Stored items:
◆ ◆ ◆ ◆ ◆ ◆ ◆

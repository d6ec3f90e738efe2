//! Ausgehender Pfad – Engine spricht zu Spielern
//!
//! Reihenfolge: Selektor aufloesen → Slot pruefen → (kodieren) → Original-
//! Broadcast. Jeder Fehlschlag ist ein stilles Verwerfen.
//!
//! Im Transcode-Modus ist die Engine-Payload ein PCM-Strom: was nicht
//! einen ganzen Frame fuellt, bleibt pro Slot liegen und wird dem naechsten
//! Engine-Frame fuer denselben Slot vorangestellt.

use tracing::{debug, trace, warn};
use voicebridge_audio::le_bytes_to_samples;
use voicebridge_core::{SlotIndex, SlotSelector};

use crate::engine::OutboundSink;
use crate::hook::{BroadcastCall, InterceptionHook};
use crate::pipeline::VoicePipeline;
use crate::slots::HostClients;

/// Warum ein ausgehender Frame verworfen wurde
#[derive(Debug, Clone, Copy, PartialEq, Eq)]
pub enum DropReason {
    LeererFrame,
    /// Weder `-1` noch ein Slot in [0, 64)
    SelektorUngueltig,
    HookInaktiv,
    /// Bot konnte nicht erstellt werden
    VirtuellerClient,
    ClientInaktiv,
    /// Payload enthaelt kein Sample oder der Codec scheiterte
    NichtsKodiert,
}

impl DropReason {
    pub fn label(&self) -> &'static str {
        match self {
            Self::LeererFrame => "leerer_frame",
            Self::SelektorUngueltig => "selektor_ungueltig",
            Self::HookInaktiv => "hook_inaktiv",
            Self::VirtuellerClient => "virtueller_client",
            Self::ClientInaktiv => "client_inaktiv",
            Self::NichtsKodiert => "nichts_kodiert",
        }
    }
}

#[derive(Debug, Clone, Copy, PartialEq, Eq)]
pub enum OutboundOutcome {
    Gesendet { slot: SlotIndex },
    /// Weniger als ein Frame, wartet auf den naechsten Engine-Frame
    Gepuffert { slot: SlotIndex },
    Verworfen(DropReason),
}

impl<H, K> VoicePipeline<H, K>
where
    H: HostClients,
    K: InterceptionHook,
{
    /// Sendet einen Frame der Engine ueber den Original-Broadcast.
    ///
    /// `selector = -1` spricht als virtueller Client. Eine leere Payload
    /// hat keinerlei Seiteneffekt, auch keine Bot-Erstellung.
    pub fn send_client_voice(&mut self, selector: i32, payload: &[u8]) -> OutboundOutcome {
        let outcome = self.ausgehend_senden(selector, payload);
        match outcome {
            OutboundOutcome::Gesendet { slot } => {
                trace!(slot = %slot, bytes = payload.len(), "Engine-Frame gesendet");
                self.stats.outbound_gesendet += 1;
            }
            OutboundOutcome::Gepuffert { slot } => {
                trace!(slot = %slot, bytes = payload.len(), "Engine-Frame gepuffert");
                self.stats.outbound_gepuffert += 1;
            }
            OutboundOutcome::Verworfen(grund) => {
                debug!(selector, grund = grund.label(), "Engine-Frame verworfen");
                self.stats.outbound_verworfen += 1;
            }
        }
        outcome
    }

    fn ausgehend_senden(&mut self, selector: i32, payload: &[u8]) -> OutboundOutcome {
        if payload.is_empty() {
            return OutboundOutcome::Verworfen(DropReason::LeererFrame);
        }
        let Some(ziel) = SlotSelector::from_raw(selector) else {
            return OutboundOutcome::Verworfen(DropReason::SelektorUngueltig);
        };
        let Some(handle) = self.hook_handle else {
            return OutboundOutcome::Verworfen(DropReason::HookInaktiv);
        };

        let slot = match ziel {
            SlotSelector::Client(slot) => slot,
            SlotSelector::Virtual => {
                match self.virtual_client.resolve_virtual_slot(&mut self.slots) {
                    Ok(slot) => slot,
                    Err(err) => {
                        warn!("Engine-Frame fuer virtuellen Client verworfen: {}", err);
                        return OutboundOutcome::Verworfen(DropReason::VirtuellerClient);
                    }
                }
            }
        };

        // Zwischen Pruefung und Verwendung kann sich der Client getrennt haben
        let Some(client) = self.slots.resolve(slot) else {
            return OutboundOutcome::Verworfen(DropReason::ClientInaktiv);
        };

        let kodiert;
        let daten: &[u8] = match self.codecs.as_mut() {
            Some(codecs) => {
                let samples = le_bytes_to_samples(payload);
                if samples.is_empty() {
                    return OutboundOutcome::Verworfen(DropReason::NichtsKodiert);
                }
                kodiert = match codecs.encode(slot, &samples, false) {
                    Ok(kodiert) => kodiert,
                    Err(err) => {
                        warn!(slot = %slot, "Engine-Frame nicht kodierbar: {}", err);
                        return OutboundOutcome::Verworfen(DropReason::NichtsKodiert);
                    }
                };
                if kodiert.is_empty() {
                    return OutboundOutcome::Gepuffert { slot };
                }
                &kodiert
            }
            None => payload,
        };

        self.hook.call_original(
            handle,
            BroadcastCall {
                client,
                payload: daten,
                flag: false,
            },
        );
        OutboundOutcome::Gesendet { slot }
    }
}

impl<H, K> OutboundSink for VoicePipeline<H, K>
where
    H: HostClients,
    K: InterceptionHook,
{
    fn deliver_outbound(&mut self, slot_selector: i32, payload: &[u8]) {
        self.send_client_voice(slot_selector, payload);
    }
}

// ---------------------------------------------------------------------------
// Tests
// ---------------------------------------------------------------------------
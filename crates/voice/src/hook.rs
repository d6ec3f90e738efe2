//! Abfang-Hook auf das Broadcast-Primitiv des Hosts
//!
//! Wie der Hook technisch gesetzt wird (Mustersuche, Detour, vtable) ist
//! Sache der Host-Anbindung. Der Kern sieht nur diese Schnittstelle.

use voicebridge_core::Result;

use crate::slots::ClientHandle;

/// Symbolischer Name des abgefangenen Broadcast-Primitivs
pub const BROADCAST_VOICE_TARGET: &str = "SV_BroadcastVoiceData";

/// Handle auf einen installierten Hook
#[derive(Debug, Clone, Copy, PartialEq, Eq, Hash)]
pub struct HookHandle(pub u64);

/// Argumente fuer einen Aufruf des Original-Broadcasts
#[derive(Debug, Clone, Copy)]
pub struct BroadcastCall<'a> {
    /// Sendender Client
    pub client: ClientHandle,
    /// Sprach-Payload wie sie an die anderen Clients geht
    pub payload: &'a [u8],
    /// Vom Host durchgereichtes Flag, wird nie interpretiert
    pub flag: bool,
}

/// Faehigkeit, das Broadcast-Primitiv abzufangen und das Original aufzurufen
pub trait InterceptionHook {
    /// Sucht das Ziel und aktiviert den Hook.
    ///
    /// Ein nicht gefundenes Ziel ist ein Startfehler
    /// (`BridgeError::HookNichtGefunden`).
    fn install(&mut self, target: &str) -> Result<HookHandle>;

    /// Ruft das originale, nicht abgefangene Primitiv auf
    fn call_original(&mut self, handle: HookHandle, call: BroadcastCall<'_>);

    /// Deaktiviert den Hook; danach kommen keine Frames mehr an
    fn uninstall(&mut self, handle: HookHandle);
}
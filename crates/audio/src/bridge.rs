//! Codec-Bruecke – ein persistenter Transcoder pro Client-Slot
//!
//! Alle 64 Codecs werden beim Start auf einmal erzeugt. Schlaegt auch nur
//! einer fehl, wird die gesamte Bruecke verworfen (alles oder nichts); bereits
//! erzeugte Codecs werden dabei sofort freigegeben.
//!
//! Die Codecs gehoeren dem Slot-Index, nicht der Verbindung: ein Client, der
//! sich neu verbindet, bekommt denselben Codec-Zustand zurueck.

use tracing::{debug, info, warn};
use voicebridge_core::SlotIndex;

use crate::codec::{OpusVoiceCodec, VoiceCodec};
use crate::config::CodecConfig;
use crate::error::{AudioError, AudioResult};

/// Kapazitaet des Dekodier-Puffers in Samples
pub const DECODE_SCRATCH_SAMPLES: usize = 32 * 1024;

/// Codec eines Slots samt noch nicht kodierter Rest-Samples
struct SlotCodec {
    codec: Box<dyn VoiceCodec>,
    /// Unvollstaendiger letzter Frame aus einem `encode(.., false)`
    carry: Vec<i16>,
}

/// Besitzt genau `MAX_SLOTS` Codecs, adressiert ueber `SlotIndex`
pub struct CodecBridge {
    slots: Box<[SlotCodec]>,
    scratch: Vec<i16>,
}

impl CodecBridge {
    /// Erzeugt 64 Opus-Codecs mit derselben Qualitaetsstufe
    pub fn new(config: &CodecConfig) -> AudioResult<Self> {
        config.validieren()?;
        Self::with_factory(|_| {
            let codec = OpusVoiceCodec::new(config)?;
            Ok(Box::new(codec) as Box<dyn VoiceCodec>)
        })
    }

    /// Erzeugt die Codecs ueber eine beliebige Fabrik
    ///
    /// Bricht beim ersten Fehler ab; alle bis dahin erzeugten Codecs werden
    /// gedroppt bevor der Fehler zurueckkommt.
    pub fn with_factory<F>(mut factory: F) -> AudioResult<Self>
    where
        F: FnMut(SlotIndex) -> AudioResult<Box<dyn VoiceCodec>>,
    {
        let slots = SlotIndex::alle()
            .map(|slot| {
                factory(slot)
                    .map(|codec| SlotCodec {
                        codec,
                        carry: Vec::new(),
                    })
                    .map_err(|e| AudioError::SlotInitialisierung {
                        slot: slot.index(),
                        grund: e.to_string(),
                    })
            })
            .collect::<AudioResult<Vec<_>>>()?;

        info!(slots = slots.len(), "Codec-Bruecke initialisiert");

        Ok(Self {
            slots: slots.into_boxed_slice(),
            scratch: vec![0; DECODE_SCRATCH_SAMPLES],
        })
    }

    /// Anzahl der lebenden Codecs (immer `MAX_SLOTS`)
    pub fn len(&self) -> usize {
        self.slots.len()
    }

    pub fn is_empty(&self) -> bool {
        self.slots.is_empty()
    }

    /// Dekodiert eine Payload aus aneinandergehaengten Frames
    ///
    /// Alles oder nichts: ein defekter Frame oder ein voller Puffer
    /// (`DECODE_SCRATCH_SAMPLES`) verwirft das ganze Ergebnis. Das Ergebnis
    /// liegt im internen Puffer.
    pub fn decode(&mut self, slot: SlotIndex, compressed: &[u8]) -> AudioResult<&[i16]> {
        let Self { slots, scratch } = self;
        let state = &mut slots[slot.index()];
        let frame_bytes = state.codec.frame_bytes();
        let frame_samples = state.codec.frame_samples();

        let mut written = 0usize;
        for frame in compressed.chunks(frame_bytes) {
            if written + frame_samples > scratch.len() {
                warn!(
                    slot = %slot,
                    bytes = compressed.len(),
                    "Dekodier-Puffer voll"
                );
                return Err(AudioError::PufferVoll {
                    bytes: compressed.len(),
                    kapazitaet: scratch.len(),
                });
            }
            written += state
                .codec
                .decode_frame(frame, &mut scratch[written..written + frame_samples])
                .map_err(|err| {
                    debug!(slot = %slot, "Frame nicht dekodierbar: {}", err);
                    err
                })?;
        }

        Ok(&scratch[..written])
    }

    /// Kodiert Samples zu Wire-Frames
    ///
    /// Mit `is_final = false` bleibt ein unvollstaendiger letzter Frame im
    /// Slot liegen und wird dem naechsten Aufruf vorangestellt. Mit
    /// `is_final = true` wird er mit Stille aufgefuellt und mitkodiert.
    /// Schlaegt ein Frame fehl, ist das ganze Ergebnis verworfen und der
    /// Rest des Slots geleert.
    pub fn encode(
        &mut self,
        slot: SlotIndex,
        pcm: &[i16],
        is_final: bool,
    ) -> AudioResult<Vec<u8>> {
        let state = &mut self.slots[slot.index()];
        let frame_samples = state.codec.frame_samples();

        let mut input = std::mem::take(&mut state.carry);
        input.extend_from_slice(pcm);

        let rest = input.len() % frame_samples;
        if is_final && rest != 0 {
            input.resize(input.len() + frame_samples - rest, 0);
        }
        let ganze = input.len() - if is_final { 0 } else { rest };

        let output = Self::frames_kodieren(slot, state, &input[..ganze])?;
        if !is_final && rest != 0 {
            state.carry = input[ganze..].to_vec();
        }
        Ok(output)
    }

    /// Kodiert Samples neu, ohne den gepufferten Rest von `encode` anzufassen
    ///
    /// Fuer bereits dekodierte Payloads; ein unvollstaendiger letzter Frame
    /// wird mit Stille aufgefuellt.
    pub fn reencode(&mut self, slot: SlotIndex, pcm: &[i16]) -> AudioResult<Vec<u8>> {
        let state = &mut self.slots[slot.index()];
        let frame_samples = state.codec.frame_samples();
        let rest = pcm.len() % frame_samples;
        if rest == 0 {
            return Self::frames_kodieren(slot, state, pcm);
        }
        let mut input = pcm.to_vec();
        input.resize(pcm.len() + frame_samples - rest, 0);
        Self::frames_kodieren(slot, state, &input)
    }

    /// Anzahl der Samples, die im Slot auf den naechsten `encode` warten
    pub fn pending_samples(&self, slot: SlotIndex) -> usize {
        self.slots[slot.index()].carry.len()
    }

    fn frames_kodieren(
        slot: SlotIndex,
        state: &mut SlotCodec,
        pcm: &[i16],
    ) -> AudioResult<Vec<u8>> {
        let frame_samples = state.codec.frame_samples();
        let frame_bytes = state.codec.frame_bytes();
        let mut output = vec![0u8; pcm.len() / frame_samples * frame_bytes];

        // CBR: jeder Frame belegt frame_bytes
        for (frame, ziel) in pcm
            .chunks_exact(frame_samples)
            .zip(output.chunks_exact_mut(frame_bytes))
        {
            if let Err(err) = state.codec.encode_frame(frame, ziel) {
                warn!(slot = %slot, "Frame nicht kodierbar: {}", err);
                state.carry.clear();
                return Err(err);
            }
        }
        Ok(output)
    }
}

impl Drop for CodecBridge {
    fn drop(&mut self) {
        debug!(slots = self.slots.len(), "Codec-Bruecke freigegeben");
    }
}

impl std::fmt::Debug for CodecBridge {
    fn fmt(&self, f: &mut std::fmt::Formatter<'_>) -> std::fmt::Result {
        f.debug_struct("CodecBridge")
            .field("slots", &self.slots.len())
            .finish()
    }
}
//! Per-sample orchestration: throttle, extract, stamp

use crate::error::Error;
use crate::orientation::extract;
use crate::throttle::should_emit;
use crate::types::{LogLevel, OrientationEvent, ScreenOrientation, ThrottleState};

/// Receives samples the pipeline had to drop.
///
/// Dropped samples never reach the event sink, so this is the only place
/// they can be seen.
pub trait SampleObserver {
    /// Called with the [`Error::InvalidSample`] for a degenerate sample.
    fn invalid_sample(&self, error: &Error);
}

/// Ignores dropped samples.
impl SampleObserver for () {
    fn invalid_sample(&self, _error: &Error) {}
}

/// Logs dropped samples through `tracing` when the log level allows it.
#[derive(Debug, Clone, Copy, Default)]
pub struct LogObserver {
    level: LogLevel,
}

impl LogObserver {
    pub fn new(level: LogLevel) -> Self {
        Self { level }
    }
}

impl SampleObserver for LogObserver {
    fn invalid_sample(&self, error: &Error) {
        if self.level >= LogLevel::Diagnostic {
            tracing::debug!(%error, "dropping rotation vector sample");
        }
    }
}

/// Runs one raw sample through the pipeline.
///
/// The throttle is consulted first, so samples arriving before the interval
/// has elapsed skip the matrix math entirely. Due samples are converted and
/// stamped with `now_ms`. A degenerate sample yields `None` and is reported
/// to `observer`; the throttle still counts it as the interval's sample.
///
/// # Example
/// ```
/// use absolute_rotation::{ScreenOrientation, ThrottleState, on_sample};
///
/// let mut state = ThrottleState::new(0);
/// let event = on_sample(&[0.0, 0.0, 0.0, 1.0], ScreenOrientation::Rotation0, 12.0, &mut state, &());
///
/// assert_eq!(event.map(|e| e.timestamp), Some(12.0));
/// ```
pub fn on_sample<O: SampleObserver + ?Sized>(
    raw: &[f32],
    screen: ScreenOrientation,
    now_ms: f64,
    state: &mut ThrottleState,
    observer: &O,
) -> Option<OrientationEvent> {
    if !should_emit(now_ms, state) {
        return None;
    }

    match extract(raw, screen) {
        Ok(orientation) => Some(OrientationEvent::new(orientation, now_ms)),
        Err(error) => {
            observer.invalid_sample(&error);
            None
        }
    }
}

◆ ◆ ◆ ◆ ◆ ◆ ◆

TASK ITEM: Bring together all lines of the entries above in which the string "freigegeben" occurs.

SOLUTION TO THE EXERCISE:
//! erzeugte Codecs werden dabei sofort freigegeben.
        debug!(slots = self.slots.len(), "Codec-Bruecke freigegeben");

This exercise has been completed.